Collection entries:

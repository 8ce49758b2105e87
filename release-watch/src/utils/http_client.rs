use std::{sync::OnceLock, time::Duration};

use reqwest::Client;
use tracing::{debug, warn};

/// User agent sent with every outbound request (GitHub rejects requests without one).
pub const USER_AGENT: &str = concat!("release-watch/", env!("CARGO_PKG_VERSION"));

pub fn install_rustls_provider() {
    static PROVIDER_INSTALLED: OnceLock<()> = OnceLock::new();
    PROVIDER_INSTALLED.get_or_init(|| {
        if let Err(e) = rustls::crypto::aws_lc_rs::default_provider().install_default() {
            // Another crate may have installed one first.
            debug!(existing_provider = ?e, "rustls CryptoProvider already installed");
        }
    });
}

/// Build an HTTP client whose requests time out after `timeout`.
pub fn build_client(timeout: Duration) -> Client {
    install_rustls_provider();
    match Client::builder()
        .timeout(timeout)
        .user_agent(USER_AGENT)
        .build()
    {
        Ok(client) => client,
        Err(error) => {
            warn!(error = %error, "Failed to build HTTP client; falling back to reqwest defaults");
            Client::new()
        }
    }
}

#[cfg(test)]
mod tests {
    use super::*;

    #[test]
    fn test_install_is_idempotent() {
        install_rustls_provider();
        install_rustls_provider();
        let _client = build_client(Duration::from_secs(5));
    }

    #[test]
    fn test_user_agent() {
        assert!(USER_AGENT.starts_with("release-watch/"));
    }
}
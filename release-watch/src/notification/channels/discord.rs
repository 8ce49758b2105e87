//! Discord webhook notification channel.

use std::time::Duration;

use async_trait::async_trait;
use reqwest::{Client, StatusCode};
use serde::{Deserialize, Serialize};
use serde_json::json;
use tracing::debug;

use super::NotificationChannel;
use crate::domain::ReleaseEvent;
use crate::notification::format::{self, Markup, MessageLimit};
use crate::notification::payload::{ChannelPayload, SendError, deliver};
use crate::utils::http_client::build_client;

/// Discord rejects message content longer than 2000 characters.
pub const DISCORD_MESSAGE_LIMIT: usize = 2000;

/// Discord channel configuration.
#[derive(Debug, Clone, Serialize, Deserialize)]
pub struct DiscordConfig {
    /// Webhook URL.
    pub webhook_url: String,
    /// Bot username override.
    pub username: Option<String>,
    /// Avatar URL override.
    pub avatar_url: Option<String>,
}

impl Default for DiscordConfig {
    fn default() -> Self {
        Self {
            webhook_url: String::new(),
            username: Some("release-watch".to_string()),
            avatar_url: None,
        }
    }
}

impl DiscordConfig {
    pub fn is_configured(&self) -> bool {
        !self.webhook_url.trim().is_empty()
    }
}

/// Discord webhook notification channel.
pub struct DiscordChannel {
    config: DiscordConfig,
    client: Client,
}

impl DiscordChannel {
    /// Create a new Discord channel.
    pub fn new(config: DiscordConfig) -> Self {
        Self::with_client(config, build_client(Duration::from_secs(30)))
    }

    pub fn with_client(config: DiscordConfig, client: Client) -> Self {
        Self { config, client }
    }
}

#[async_trait]
impl NotificationChannel for DiscordChannel {
    fn channel_type(&self) -> &'static str {
        "discord"
    }

    fn is_enabled(&self) -> bool {
        self.config.is_configured()
    }

    fn format(&self, event: &ReleaseEvent) -> ChannelPayload {
        let mut body = json!({
            "content": format::render_message(
                event,
                Markup::Markdown,
                Some(MessageLimit::Chars(DISCORD_MESSAGE_LIMIT)),
            ),
        });
        if let Some(username) = &self.config.username {
            body["username"] = json!(username);
        }
        if let Some(avatar_url) = &self.config.avatar_url {
            body["avatar_url"] = json!(avatar_url);
        }
        ChannelPayload::json(body)
    }

    /// Webhooks answer 204 No Content unless `?wait=true` is set.
    fn accepts_status(&self, status: StatusCode) -> bool {
        status.is_success()
    }

    async fn send(&self, payload: &ChannelPayload) -> Result<(), SendError> {
        let request = self.client.post(&self.config.webhook_url);
        deliver(self.channel_type(), request, payload, |s| self.accepts_status(s)).await?;

        debug!("Discord notification sent");
        Ok(())
    }
}
pub mod http_client;
//! release-watch library crate.
//!
//! Polls GitHub releases and Docker Hub tags for a watch list stored in
//! SQLite and notifies ntfy, Gotify, Discord and Slack when a new version
//! appears.

pub mod api;
pub mod config;
pub mod database;
pub mod detector;
pub mod dispatcher;
pub mod domain;
pub mod error;
pub mod fetcher;
pub mod logging;
pub mod notification;
pub mod utils;

pub use error::{Error, Result};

**Task requirements**
Restate the data above word for word, omitting nothing.

**Expected answer**
repository 8ce49758b2105e87
filename release-watch/src/utils/http_client.rs
use std::{sync::OnceLock, time::Duration};

use reqwest::Client;
use tracing::{debug, warn};

/// User agent sent with every outbound request (GitHub rejects requests without one).
pub const USER_AGENT: &str = concat!("release-watch/", env!("CARGO_PKG_VERSION"));

pub fn install_rustls_provider() {
    static PROVIDER_INSTALLED: OnceLock<()> = OnceLock::new();
    PROVIDER_INSTALLED.get_or_init(|| {
        if let Err(e) = rustls::crypto::aws_lc_rs::default_provider().install_default() {
            // Another crate may have installed one first.
            debug!(existing_provider = ?e, "rustls CryptoProvider already installed");
        }
    });
}

/// Build an HTTP client whose requests time out after `timeout`.
pub fn build_client(timeout: Duration) -> Client {
    install_rustls_provider();
    match Client::builder()
        .timeout(timeout)
        .user_agent(USER_AGENT)
        .build()
    {
        Ok(client) => client,
        Err(error) => {
            warn!(error = %error, "Failed to build HTTP client; falling back to reqwest defaults");
            Client::new()
        }
    }
}

#[cfg(test)]
mod tests {
    use super::*;

    #[test]
    fn test_install_is_idempotent() {
        install_rustls_provider();
        install_rustls_provider();
        let _client = build_client(Duration::from_secs(5));
    }

    #[test]
    fn test_user_agent() {
        assert!(USER_AGENT.starts_with("release-watch/"));
    }
}
filename release-watch/src/notification/channels/discord.rs
repository 8ce49758b2105e87
//! Discord webhook notification channel.

use std::time::Duration;

use async_trait::async_trait;
use reqwest::{Client, StatusCode};
use serde::{Deserialize, Serialize};
use serde_json::json;
use tracing::debug;

use super::NotificationChannel;
use crate::domain::ReleaseEvent;
use crate::notification::format::{self, Markup, MessageLimit};
use crate::notification::payload::{ChannelPayload, SendError, deliver};
use crate::utils::http_client::build_client;

/// Discord rejects message content longer than 2000 characters.
pub const DISCORD_MESSAGE_LIMIT: usize = 2000;

/// Discord channel configuration.
#[derive(Debug, Clone, Serialize, Deserialize)]
pub struct DiscordConfig {
    /// Webhook URL.
    pub webhook_url: String,
    /// Bot username override.
    pub username: Option<String>,
    /// Avatar URL override.
    pub avatar_url: Option<String>,
}

impl Default for DiscordConfig {
    fn default() -> Self {
        Self {
            webhook_url: String::new(),
            username: Some("release-watch".to_string()),
            avatar_url: None,
        }
    }
}

impl DiscordConfig {
    pub fn is_configured(&self) -> bool {
        !self.webhook_url.trim().is_empty()
    }
}

/// Discord webhook notification channel.
pub struct DiscordChannel {
    config: DiscordConfig,
    client: Client,
}

impl DiscordChannel {
    /// Create a new Discord channel.
    pub fn new(config: DiscordConfig) -> Self {
        Self::with_client(config, build_client(Duration::from_secs(30)))
    }

    pub fn with_client(config: DiscordConfig, client: Client) -> Self {
        Self { config, client }
    }
}

#[async_trait]
impl NotificationChannel for DiscordChannel {
    fn channel_type(&self) -> &'static str {
        "discord"
    }

    fn is_enabled(&self) -> bool {
        self.config.is_configured()
    }

    fn format(&self, event: &ReleaseEvent) -> ChannelPayload {
        let mut body = json!({
            "content": format::render_message(
                event,
                Markup::Markdown,
                Some(MessageLimit::Chars(DISCORD_MESSAGE_LIMIT)),
            ),
        });
        if let Some(username) = &self.config.username {
            body["username"] = json!(username);
        }
        if let Some(avatar_url) = &self.config.avatar_url {
            body["avatar_url"] = json!(avatar_url);
        }
        ChannelPayload::json(body)
    }

    /// Webhooks answer 204 No Content unless `?wait=true` is set.
    fn accepts_status(&self, status: StatusCode) -> bool {
        status.is_success()
    }

    async fn send(&self, payload: &ChannelPayload) -> Result<(), SendError> {
        let request = self.client.post(&self.config.webhook_url);
        deliver(self.channel_type(), request, payload, |s| self.accepts_status(s)).await?;

        debug!("Discord notification sent");
        Ok(())
    }
}
pub mod http_client;
//! release-watch library crate.
//!
//! Polls GitHub releases and Docker Hub tags for a watch list stored in
//! SQLite and notifies ntfy, Gotify, Discord and Slack when a new version
//! appears.

pub mod api;
pub mod config;
pub mod database;
pub mod detector;
pub mod dispatcher;
pub mod domain;
pub mod error;
pub mod fetcher;
pub mod logging;
pub mod notification;
pub mod utils;

pub use error::{Error, Result};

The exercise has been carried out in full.